Of course the problem is that being relatively successful masks an uncomfortable truth – a toll of 1,792 dead and 24,101 seriously injured people in 2016. Living in a relatively successful country is scant comfort to the families and friends caught up in the physical and emotional trauma of bereavement and of loved-ones suffering life-changing injuries.
Can we comfort ourselves that we are at least on the right, downward, trajectory? Unfortunately it appears not. Since 2010 the annual number of casualties has remained stubbornly constant.
So where do we go from here? Maybe we just need to hold tight in the expectation that autonomous vehicles will, eventually, solve the issue for us, taking the away the single biggest contributory factor in road accidents – human error. But for all the hype about the driverless revolution just around the corner it bears remembering that we have somewhere north of thirty million 'traditional' cars registered for use on our roads. Even if the fully driverless option was available in showrooms now, we are looking at many years of transition.
Surely, then, this is one area where the old staple of investment appraisal – the 'do-nothing' option – has no place. We need a 'do-something', and while a relentless focus on the three E's of education, enforcement and engineering have served us pretty well so far, to get back on track we can't just rely on doing more of the same.

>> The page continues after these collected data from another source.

//! Master-side replica registry and offset bookkeeping.
//!
//! Every write applied on the master is handed to [`Replication::forward`],
//! which advances the replication offset by the payload length and queues the
//! payload on each attached replica's channel. A per-replica task drains that
//! channel onto the socket and collects `REPLCONF ACK` replies, which feed
//! WAIT.

use std::collections::HashMap;
use std::fmt;
use std::net::SocketAddr;
use std::sync::atomic::{AtomicU64, Ordering};
use std::sync::{Arc, Mutex, MutexGuard, PoisonError};

use bytes::Bytes;
use rand::Rng;
use tokio::sync::mpsc::{self, UnboundedReceiver, UnboundedSender};
use tokio::sync::Notify;
use tokio::time::{sleep_until, Instant};
use tokio_util::sync::CancellationToken;
use tracing::{debug, info, warn};

use crate::connection::Connection;
use crate::frame::Frame;
use crate::rdb::Snapshot;
use crate::state::ServerState;
use crate::{Error, Result};

pub mod replica;

#[derive(Debug, Clone, PartialEq, Eq)]
pub enum Role {
    Master,
    Replica { host: String, port: u16 },
}

#[derive(Debug, Clone)]
pub struct Replication {
    shared: Arc<Shared>,
}

#[derive(Debug)]
struct Shared {
    registry: Mutex<Registry>,
    /// Signalled whenever a replica acknowledges an offset.
    acks: Notify,
    replid: String,
    role: Role,
    /// Bytes of the master's stream this process has applied, when it is a
    /// replica.
    replica_offset: AtomicU64,
}

#[derive(Debug, Default)]
struct Registry {
    offset: u64,
    next_id: u64,
    replicas: HashMap<u64, ReplicaHandle>,
}

#[derive(Debug)]
struct ReplicaHandle {
    tx: UnboundedSender<Bytes>,
    acked: u64,
    addr: Option<SocketAddr>,
}

impl fmt::Display for Role {
    fn fmt(&self, f: &mut fmt::Formatter<'_>) -> fmt::Result {
        match self {
            Role::Master => write!(f, "master"),
            Role::Replica { .. } => write!(f, "slave"),
        }
    }
}

/// 40 random lowercase hex digits.
fn generate_replid() -> String {
    let bytes: [u8; 20] = rand::thread_rng().gen();

    bytes.iter().map(|byte| format!("{byte:02x}")).collect()
}

impl Replication {
    pub fn new(role: Role) -> Replication {
        Replication {
            shared: Arc::new(Shared {
                registry: Mutex::new(Registry::default()),
                acks: Notify::new(),
                replid: generate_replid(),
                role,
                replica_offset: AtomicU64::new(0),
            }),
        }
    }

    pub fn role(&self) -> &Role {
        &self.shared.role
    }

    pub fn is_master(&self) -> bool {
        self.shared.role == Role::Master
    }

    pub fn replid(&self) -> &str {
        &self.shared.replid
    }

    /// Total bytes forwarded to replicas so far.
    pub fn offset(&self) -> u64 {
        self.registry().offset
    }

    pub fn replica_count(&self) -> usize {
        self.registry().replicas.len()
    }

    /// Addresses and acknowledged offsets of attached replicas, by id.
    pub fn replicas(&self) -> Vec<(u64, Option<SocketAddr>, u64)> {
        let registry = self.registry();
        let mut replicas: Vec<_> = registry
            .replicas
            .iter()
            .map(|(id, handle)| (*id, handle.addr, handle.acked))
            .collect();
        replicas.sort_by_key(|(id, _, _)| *id);
        replicas
    }

    pub fn replica_offset(&self) -> u64 {
        self.shared.replica_offset.load(Ordering::Acquire)
    }

    pub fn set_replica_offset(&self, offset: u64) {
        self.shared.replica_offset.store(offset, Ordering::Release);
    }

    /// Registers a replica. The returned offset is the stream position its
    /// first queued payload starts at.
    pub fn attach(&self, addr: Option<SocketAddr>) -> (u64, UnboundedReceiver<Bytes>, u64) {
        let (tx, rx) = mpsc::unbounded_channel();
        let mut registry = self.registry();

        let id = registry.next_id;
        registry.next_id += 1;
        registry.replicas.insert(id, ReplicaHandle { tx, acked: 0, addr });

        info!(replica = id, ?addr, offset = registry.offset, "replica attached");

        (id, rx, registry.offset)
    }

    pub fn detach(&self, id: u64) {
        if self.registry().replicas.remove(&id).is_some() {
            info!(replica = id, "replica detached");
            self.shared.acks.notify_waiters();
        }
    }

    /// Advances the offset by `payload.len()` and queues the payload for every
    /// replica. Replicas whose link is gone are evicted.
    pub fn forward(&self, payload: Bytes) {
        if payload.is_empty() {
            return;
        }

        let mut registry = self.registry();
        registry.offset += payload.len() as u64;

        registry.replicas.retain(|id, handle| {
            let alive = handle.tx.send(payload.clone()).is_ok();
            if !alive {
                warn!(replica = *id, "evicting replica with a closed link");
            }
            alive
        });

        debug!(offset = registry.offset, bytes = payload.len(), "forwarded");
    }

    pub fn record_ack(&self, id: u64, offset: u64) {
        if let Some(handle) = self.registry().replicas.get_mut(&id) {
            handle.acked = handle.acked.max(offset);
        }

        self.shared.acks.notify_waiters();
    }

    /// Replicas that have acknowledged at least `target`.
    pub fn acked_count(&self, target: u64) -> usize {
        self.registry()
            .replicas
            .values()
            .filter(|handle| handle.acked >= target)
            .count()
    }

    /// Waits until `needed` replicas have acknowledged everything forwarded
    /// before the call, or until `deadline`. Returns how many had.
    pub async fn wait(
        &self,
        needed: usize,
        deadline: Option<Instant>,
        shutdown: &CancellationToken,
    ) -> usize {
        let target = self.offset();

        if target == 0 {
            return self.replica_count();
        }

        let acked = self.acked_count(target);
        if acked >= needed {
            return acked;
        }

        let acks = self.shared.acks.notified();
        tokio::pin!(acks);
        acks.as_mut().enable();

        self.forward(Frame::command(["REPLCONF", "GETACK", "*"]).to_bytes());

        loop {
            let acked = self.acked_count(target);
            if acked >= needed {
                return acked;
            }

            tokio::select! {
                _ = acks.as_mut() => {
                    acks.set(self.shared.acks.notified());
                    acks.as_mut().enable();
                }
                _ = until(deadline) => return self.acked_count(target),
                _ = shutdown.cancelled() => return self.acked_count(target),
            }
        }
    }

    fn registry(&self) -> MutexGuard<'_, Registry> {
        self.shared.registry.lock().unwrap_or_else(PoisonError::into_inner)
    }
}

/// Resolves at `deadline`, or never.
pub(crate) async fn until(deadline: Option<Instant>) {
    match deadline {
        Some(deadline) => sleep_until(deadline).await,
        None => std::future::pending().await,
    }
}

/// Serves a connection that has just sent PSYNC: full resync, then the
/// command stream, until either side goes away.
pub async fn serve_replica(connection: &mut Connection, state: &ServerState) -> Result<()> {
    let addr = connection.peer_addr().ok();

    // Holding the write-order lock pins the snapshot to exactly `offset`.
    let (id, mut rx, offset, snapshot) = state.ordered(|| {
        let (id, rx, offset) = state.replication.attach(addr);
        let snapshot = Snapshot::from_entries(state.db.entries()).encode();
        (id, rx, offset, snapshot)
    });

    let result = stream_to_replica(connection, state, id, &mut rx, offset, &snapshot).await;

    state.replication.detach(id);

    result
}

async fn stream_to_replica(
    connection: &mut Connection,
    state: &ServerState,
    id: u64,
    rx: &mut UnboundedReceiver<Bytes>,
    offset: u64,
    snapshot: &[u8],
) -> Result<()> {
    let resync = Frame::simple(format!("FULLRESYNC {} {}", state.replication.replid(), offset));
    connection.write_frame(&resync).await?;
    connection.write_snapshot_block(snapshot).await?;

    debug!(replica = id, bytes = snapshot.len(), "snapshot sent");

    loop {
        tokio::select! {
            payload = rx.recv() => match payload {
                Some(payload) => {
                    if let Err(err) = connection.write_raw(&payload).await {
                        debug!(replica = id, cause = %err, "replica write failed");
                        return Err(Error::ReplicaWrite(id));
                    }
                }
                None => return Ok(()),
            },
            frame = connection.read_frame() => match frame? {
                Some(frame) => handle_replica_frame(state, id, frame),
                None => return Ok(()),
            },
            _ = state.shutdown.cancelled() => return Ok(()),
        }
    }
}

/// The only thing a replica sends back is `REPLCONF ACK <offset>`.
fn handle_replica_frame(state: &ServerState, id: u64, frame: Frame) {
    let ack = match &frame {
        Frame::Array(parts) if parts.len() == 3 => {
            let word = |at: usize| match &parts[at] {
                Frame::Bulk(bytes) => std::str::from_utf8(bytes).ok().map(str::to_string),
                Frame::Simple(text) => Some(text.clone()),
                _ => None,
            };

            match (word(0), word(1), word(2)) {
                (Some(cmd), Some(sub), Some(offset))
                    if cmd.eq_ignore_ascii_case("replconf") && sub.eq_ignore_ascii_case("ack") =>
                {
                    offset.parse::<u64>().ok()
                }
                _ => None,
            }
        }
        _ => None,
    };

    match ack {
        Some(offset) => {
            debug!(replica = id, offset, "ack");
            state.replication.record_ack(id, offset);
        }
        None => warn!(replica = id, %frame, "unexpected frame from replica"),
    }
}

#[cfg(test)]
mod tests {
    use std::time::Duration;

    use super::*;

    #[test]
    fn replid_is_forty_hex_digits() {
        let replication = Replication::new(Role::Master);
        assert_eq!(replication.replid().len(), 40);
        assert!(replication.replid().chars().all(|c| c.is_ascii_hexdigit() && !c.is_ascii_uppercase()));
    }

    #[test]
    fn forward_advances_offset_before_fan_out() {
        let replication = Replication::new(Role::Master);
        let (_, mut rx, start) = replication.attach(None);
        assert_eq!(start, 0);

        replication.forward(Bytes::from_static(b"*1\r\n$4\r\nPING\r\n"));

        assert_eq!(replication.offset(), 14);
        assert_eq!(rx.try_recv().unwrap(), Bytes::from_static(b"*1\r\n$4\r\nPING\r\n"));
    }

    #[test]
    fn dead_replicas_are_evicted() {
        let replication = Replication::new(Role::Master);
        let (_, rx, _) = replication.attach(None);
        drop(rx);

        replication.forward(Bytes::from_static(b"x"));

        assert_eq!(replication.replica_count(), 0);
        assert_eq!(replication.offset(), 1);
    }

    #[tokio::test]
    async fn wait_without_writes_counts_replicas() {
        let replication = Replication::new(Role::Master);
        let _a = replication.attach(None);
        let _b = replication.attach(None);

        let count = replication.wait(5, None, &CancellationToken::new()).await;
        assert_eq!(count, 2);
    }

    #[tokio::test]
    async fn wait_collects_acks() {
        let replication = Replication::new(Role::Master);
        let (id, mut rx, _) = replication.attach(None);
        replication.forward(Bytes::from_static(b"0123456789"));

        let acker = {
            let replication = replication.clone();
            tokio::spawn(async move {
                // The write, then the GETACK request.
                rx.recv().await.unwrap();
                rx.recv().await.unwrap();
                replication.record_ack(id, 10);
            })
        };

        let deadline = Instant::now() + Duration::from_secs(5);
        let count = replication.wait(1, Some(deadline), &CancellationToken::new()).await;
        acker.await.unwrap();

        assert_eq!(count, 1);
    }

    #[tokio::test]
    async fn wait_times_out() {
        let replication = Replication::new(Role::Master);
        let _replica = replication.attach(None);
        replication.forward(Bytes::from_static(b"abc"));

        let deadline = Instant::now() + Duration::from_millis(50);
        let count = replication.wait(1, Some(deadline), &CancellationToken::new()).await;

        assert_eq!(count, 0);
    }
}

That's why I find myself, thirty years on, once again supporting Peter, now Sir Peter, Bottomley, this time in the call he made for improved accident investigation, in the Transport Safety Commission's 2015 report. Sir Peter's findings with co-commissioner Professor Stephen Glaister shone an unfavourable spotlight on the differences in accident investigation practices across different transport modes - unfavourable in respect of road accidents. But that spotlight also revealed an opportunity waiting to be seized.
It is one thing for a police-led investigation to analyse events and apportion blame. What we need beyond that is the form of investigation common to other modes where the imperative is to explore the root and systemic causes of crashes. Where to begin? The numbers are daunting and for that reason alone the models provided by the air, rail and maritime accident investigation branches are unlikely to provide a practical operational template when applied to the roads.
That's why we're proposing the piloting of different options, building on the analytical foundations of the other branches – where the task is to concentrate on cause rather than blame – but to focus not just on individual crashes but on the wealth of data available that could reveal patterns of causation. The challenge of how to weave root-cause investigation around police processes, criminal proceedings and data protection rules shouldn't be regarded as an insurmountable barrier to progress but as one of many aspects of accident investigation that pilot schemes could unpack and resolve.
Different pilots could explore different aspects of accident investigation.
The creation of a dedicated analytical unit within the Department for Transport (DfT) should be relatively quick and easy to set up, and whilst not being independent nor having the resource to conduct individual investigations could still compile, collate and analyse the huge amount of information already collected.
If DfT provided some modest seedcorn funding it would be possible to envisage a local or regional pilot involving one or more highway authorities and their associated police constabularies acting together on a voluntary basis. Not a model that would reveal the bigger, national picture, but still able to work through how to manage the tangle of civil and criminal liabilities.
And then there's the option of Highways England establishing a unit, directly funded but operating at arm's length, to focus on the strategic road network. Highways England's network is not the riskiest in road safety terms, but when things do go wrong both the safety and the economic impacts can be severe – high-speed crashes involving the heaviest vehicles often with damage to carriageways and hours of frustrating tailbacks.
There comes a time in any long-running debate when an idea either runs out of steam or finally begins to gain traction. We believe that moment is near on the argument for developing a better way to investigate the causes of road crashes, and so we add the Foundation's voice to those of the Parliamentary Advisory Council on Transport Safety and other safety organisations, and to Sir Peter Bottomley's, for this fresh 'do-something' option – an idea whose time has surely come.